Martina Kuenz

Personal information
- Born: 1 November 1994 (age 31)
- Height: 170 cm (5 ft 7 in)

Sport
- Country: Austria
- Sport: Amateur wrestling
- Weight class: 76 kg
- Event: Freestyle

Medal record
Women's freestyle wrestling
Representing Austria
World Championships
| Bronze medal – third place | 2018 Budapest | 72 kg |
European Championships
| Silver medal – second place | 2019 Bucharest | 76 kg |
| Silver medal – second place | 2023 Zagreb | 76 kg |
| Bronze medal – third place | 2018 Kaspiysk | 68 kg |
| Bronze medal – third place | 2025 Bratislava | 76 kg |
Yasar Dogu Tournament
| Silver medal – second place | 2022 Istanbul | 76 kg |
European U23 Championships
| Silver medal – second place | 2016 Ruse | 69 kg |
| Silver medal – second place | 2017 Szombathely | 69 kg |

= Martina Kuenz =

Austrian freestyle wrestler (born 1994)

Martina Kuenz (born 1 November 1994) is an Austrian freestyle wrestler. At the 2018 World Wrestling Championships held in Budapest, Hungary, she won one of the bronze medals in the women's 72 kg event. She is also a five-time medalist at the European Wrestling Championships.

== Career ==

In 2010, Kuenz competed in the girls' freestyle 70 kg event at the Summer Youth Olympics held in Singapore. She finished in 5th place. In 2013, she was eliminated in her first match in the 67 kg event at the European Wrestling Championships held in Tbilisi, Georgia.

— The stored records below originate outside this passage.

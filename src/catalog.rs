//! Facility catalog: loading, validation, and lookup by name.
//!
//! The pricing walk and the booking engine assume the invariants checked
//! here (unique names, well-formed non-overlapping tiers) and do not
//! re-validate them.

use std::collections::HashMap;
use std::path::Path;

use serde::Deserialize;

use crate::limits::*;
use crate::model::*;

#[derive(Debug)]
pub enum CatalogError {
    Io(std::io::Error),
    Json(serde_json::Error),
    DuplicateFacility(String),
    InvalidTime { facility: String, value: String },
    InvalidTier { facility: String, index: usize },
    OverlappingTiers { facility: String, first: usize, second: usize },
    InvalidRate { facility: String },
    LimitExceeded(&'static str),
}

impl std::fmt::Display for CatalogError {
    fn fmt(&self, f: &mut std::fmt::Formatter<'_>) -> std::fmt::Result {
        match self {
            CatalogError::Io(e) => write!(f, "catalog read failed: {e}"),
            CatalogError::Json(e) => write!(f, "catalog is not valid JSON: {e}"),
            CatalogError::DuplicateFacility(name) => write!(f, "duplicate facility: {name}"),
            CatalogError::InvalidTime { facility, value } => {
                write!(f, "{facility}: invalid time {value:?}")
            }
            CatalogError::InvalidTier { facility, index } => {
                write!(f, "{facility}: tier {index} must satisfy start < end <= 24:00")
            }
            CatalogError::OverlappingTiers {
                facility,
                first,
                second,
            } => write!(f, "{facility}: tiers {first} and {second} overlap"),
            CatalogError::InvalidRate { facility } => {
                write!(f, "{facility}: rates must be finite and non-negative")
            }
            CatalogError::LimitExceeded(msg) => write!(f, "limit exceeded: {msg}"),
        }
    }
}

impl std::error::Error for CatalogError {
    fn source(&self) -> Option<&(dyn std::error::Error + 'static)> {
        match self {
            CatalogError::Io(e) => Some(e),
            CatalogError::Json(e) => Some(e),
            _ => None,
        }
    }
}

// ── File format ──────────────────────────────────────────────────

#[derive(Debug, Deserialize)]
struct FacilityRecord {
    name: String,
    pricing: PolicyRecord,
}

#[derive(Debug, Deserialize)]
#[serde(tag = "type", rename_all = "snake_case")]
enum PolicyRecord {
    Flat { rate: f64 },
    Tiered { tiers: Vec<TierRecord> },
}

#[derive(Debug, Deserialize)]
struct TierRecord {
    start: String,
    end: String,
    rate: f64,
}

fn parse_time(facility: &str, value: &str) -> Result<Minute, CatalogError> {
    parse_hhmm(value).ok_or_else(|| CatalogError::InvalidTime {
        facility: facility.to_string(),
        value: value.to_string(),
    })
}

impl FacilityRecord {
    fn into_facility(self) -> Result<Facility, CatalogError> {
        let pricing = match self.pricing {
            PolicyRecord::Flat { rate } => PricingPolicy::Flat { rate_per_hour: rate },
            PolicyRecord::Tiered { tiers } => {
                let tiers = tiers
                    .into_iter()
                    .map(|t| {
                        Ok(RateTier {
                            start: parse_time(&self.name, &t.start)?,
                            end: parse_time(&self.name, &t.end)?,
                            rate_per_hour: t.rate,
                        })
                    })
                    .collect::<Result<Vec<_>, CatalogError>>()?;
                PricingPolicy::Tiered { tiers }
            }
        };
        Ok(Facility {
            name: self.name,
            pricing,
        })
    }
}

// ── Catalog ──────────────────────────────────────────────────────

/// Immutable set of bookable facilities, indexed by name.
#[derive(Debug, Clone, Default)]
pub struct Catalog {
    by_name: HashMap<String, Facility>,
    /// Names in load order, for listings.
    order: Vec<String>,
}

impl Catalog {
    pub fn new(facilities: Vec<Facility>) -> Result<Self, CatalogError> {
        if facilities.len() > MAX_FACILITIES {
            return Err(CatalogError::LimitExceeded("too many facilities"));
        }
        let mut by_name = HashMap::with_capacity(facilities.len());
        let mut order = Vec::with_capacity(facilities.len());
        for facility in facilities {
            validate_facility(&facility)?;
            if by_name.contains_key(&facility.name) {
                return Err(CatalogError::DuplicateFacility(facility.name));
            }
            order.push(facility.name.clone());
            by_name.insert(facility.name.clone(), facility);
        }
        Ok(Self { by_name, order })
    }

    pub fn from_json_str(json: &str) -> Result<Self, CatalogError> {
        let records: Vec<FacilityRecord> = serde_json::from_str(json).map_err(CatalogError::Json)?;
        let facilities = records
            .into_iter()
            .map(FacilityRecord::into_facility)
            .collect::<Result<Vec<_>, _>>()?;
        Self::new(facilities)
    }

    pub fn load(path: &Path) -> Result<Self, CatalogError> {
        let json = std::fs::read_to_string(path).map_err(CatalogError::Io)?;
        Self::from_json_str(&json)
    }

    pub fn get(&self, name: &str) -> Option<&Facility> {
        self.by_name.get(name)
    }

    pub fn contains(&self, name: &str) -> bool {
        self.by_name.contains_key(name)
    }

    pub fn len(&self) -> usize {
        self.order.len()
    }

    pub fn is_empty(&self) -> bool {
        self.order.is_empty()
    }

    /// Facilities in load order.
    pub fn iter(&self) -> impl Iterator<Item = &Facility> {
        self.order.iter().filter_map(|n| self.by_name.get(n))
    }
}

fn validate_facility(facility: &Facility) -> Result<(), CatalogError> {
    if facility.name.is_empty() || facility.name.len() > MAX_NAME_LEN {
        return Err(CatalogError::LimitExceeded("facility name length"));
    }
    let invalid_rate = || CatalogError::InvalidRate {
        facility: facility.name.clone(),
    };
    match &facility.pricing {
        PricingPolicy::Flat { rate_per_hour } => {
            if !rate_per_hour.is_finite() || *rate_per_hour < 0.0 {
                return Err(invalid_rate());
            }
        }
        PricingPolicy::Tiered { tiers } => {
            if tiers.len() > MAX_TIERS_PER_POLICY {
                return Err(CatalogError::LimitExceeded("too many tiers"));
            }
            for (index, t) in tiers.iter().enumerate() {
                if t.start >= t.end || t.end > MINUTES_PER_DAY {
                    return Err(CatalogError::InvalidTier {
                        facility: facility.name.clone(),
                        index,
                    });
                }
                if !t.rate_per_hour.is_finite() || t.rate_per_hour < 0.0 {
                    return Err(invalid_rate());
                }
            }
            // Sort indices by start; any overlap shows up between neighbours.
            let mut idx: Vec<usize> = (0..tiers.len()).collect();
            idx.sort_by_key(|&i| tiers[i].start);
            for pair in idx.windows(2) {
                let (a, b) = (pair[0], pair[1]);
                if tiers[a].span().overlaps(&tiers[b].span()) {
                    return Err(CatalogError::OverlappingTiers {
                        facility: facility.name.clone(),
                        first: a.min(b),
                        second: a.max(b),
                    });
                }
            }
        }
    }
    Ok(())
}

Kuenz represented Austria at the 2015 European Games in Baku, Azerbaijan; she lost her bronze medal match in the 69 kg event. She also represented Austria four years later in the 76 kg event at the 2019 European Games in Minsk, Belarus. In this competition, she was eliminated by Natalia Vorobieva of Russia in the repechage.

In 2019, Kuenz won the silver medal in the 76 kg event at the European Wrestling Championships held in Bucharest, Romania. In the final, she lost against Yasemin Adar of Turkey.

In January 2021, Kuenz won the gold medal in the 76 kg event at the Grand Prix de France Henri Deglane 2021 held in Nice, France. In March 2021, she competed at the European Qualification Tournament in Budapest, Hungary hoping to qualify for the 2020 Summer Olympics in Tokyo, Japan. She did not qualify as she lost her match in the semi-finals against Natalia Vorobieva. Kuenz also failed to qualify for the Olympics at the World Olympic Qualification Tournament held in Sofia, Bulgaria. She lost her match in the semi-finals against Yasemin Adar of Turkey and she then also lost her bronze medal match against Milaimys Marín of Cuba.

In 2022, Kuenz won the silver medal in the 76 kg event at the Yasar Dogu Tournament held in Istanbul, Turkey. She competed in the 76 kg event at the 2022 European Wrestling Championships held in Budapest, Hungary where she was eliminated in her first match. A few months later, Kuenz won the bronze medal in her event at the Matteo Pellicone Ranking Series 2022 held in Rome, Italy.

Kuenz competed in the 76 kg event at the 2022 World Wrestling Championships held in Belgrade, Serbia. She won her first match against Tatiana Rentería of Colombia and she then lost against eventual silver medalist Samar Amer of Egypt. Kuenz was then eliminated in the repechage by Justina Di Stasio of Canada.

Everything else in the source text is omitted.